### GIVEN RECORDS ###
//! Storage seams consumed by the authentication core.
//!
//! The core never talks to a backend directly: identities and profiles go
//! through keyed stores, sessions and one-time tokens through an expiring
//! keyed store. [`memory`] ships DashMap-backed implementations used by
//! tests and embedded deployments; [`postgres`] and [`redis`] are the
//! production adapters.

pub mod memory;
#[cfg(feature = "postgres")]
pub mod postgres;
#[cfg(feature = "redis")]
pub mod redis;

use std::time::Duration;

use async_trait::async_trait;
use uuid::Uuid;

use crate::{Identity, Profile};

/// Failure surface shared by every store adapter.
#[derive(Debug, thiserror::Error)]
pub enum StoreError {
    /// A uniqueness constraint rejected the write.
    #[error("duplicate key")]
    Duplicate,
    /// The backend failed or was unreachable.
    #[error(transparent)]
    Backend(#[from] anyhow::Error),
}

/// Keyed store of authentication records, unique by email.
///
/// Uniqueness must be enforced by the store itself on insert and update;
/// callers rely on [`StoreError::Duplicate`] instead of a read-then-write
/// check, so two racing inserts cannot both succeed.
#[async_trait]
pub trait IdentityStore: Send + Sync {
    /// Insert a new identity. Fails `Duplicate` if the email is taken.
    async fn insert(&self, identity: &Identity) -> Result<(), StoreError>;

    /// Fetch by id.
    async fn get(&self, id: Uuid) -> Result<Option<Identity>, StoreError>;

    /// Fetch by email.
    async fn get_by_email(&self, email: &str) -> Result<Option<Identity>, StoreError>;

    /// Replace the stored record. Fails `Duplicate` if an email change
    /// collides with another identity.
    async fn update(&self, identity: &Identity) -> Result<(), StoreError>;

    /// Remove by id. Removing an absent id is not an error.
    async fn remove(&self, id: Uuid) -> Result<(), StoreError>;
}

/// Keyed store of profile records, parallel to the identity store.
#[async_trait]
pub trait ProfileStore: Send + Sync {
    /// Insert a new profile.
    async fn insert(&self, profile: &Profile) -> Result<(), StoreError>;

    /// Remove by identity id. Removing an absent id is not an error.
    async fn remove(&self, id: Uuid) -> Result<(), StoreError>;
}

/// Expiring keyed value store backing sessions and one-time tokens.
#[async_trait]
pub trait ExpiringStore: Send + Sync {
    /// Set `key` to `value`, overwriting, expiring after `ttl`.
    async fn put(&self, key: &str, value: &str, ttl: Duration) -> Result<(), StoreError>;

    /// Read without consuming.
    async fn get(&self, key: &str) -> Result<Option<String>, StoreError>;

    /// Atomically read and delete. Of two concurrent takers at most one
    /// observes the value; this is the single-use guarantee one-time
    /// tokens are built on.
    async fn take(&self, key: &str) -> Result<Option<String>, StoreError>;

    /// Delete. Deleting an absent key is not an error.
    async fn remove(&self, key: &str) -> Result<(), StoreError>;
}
###
## WORK REQUEST
Return each line of the entries that holds the string "write".

## WRITTEN RESPONSE
    /// A uniqueness constraint rejected the write.
/// callers rely on [`StoreError::Duplicate`] instead of a read-then-write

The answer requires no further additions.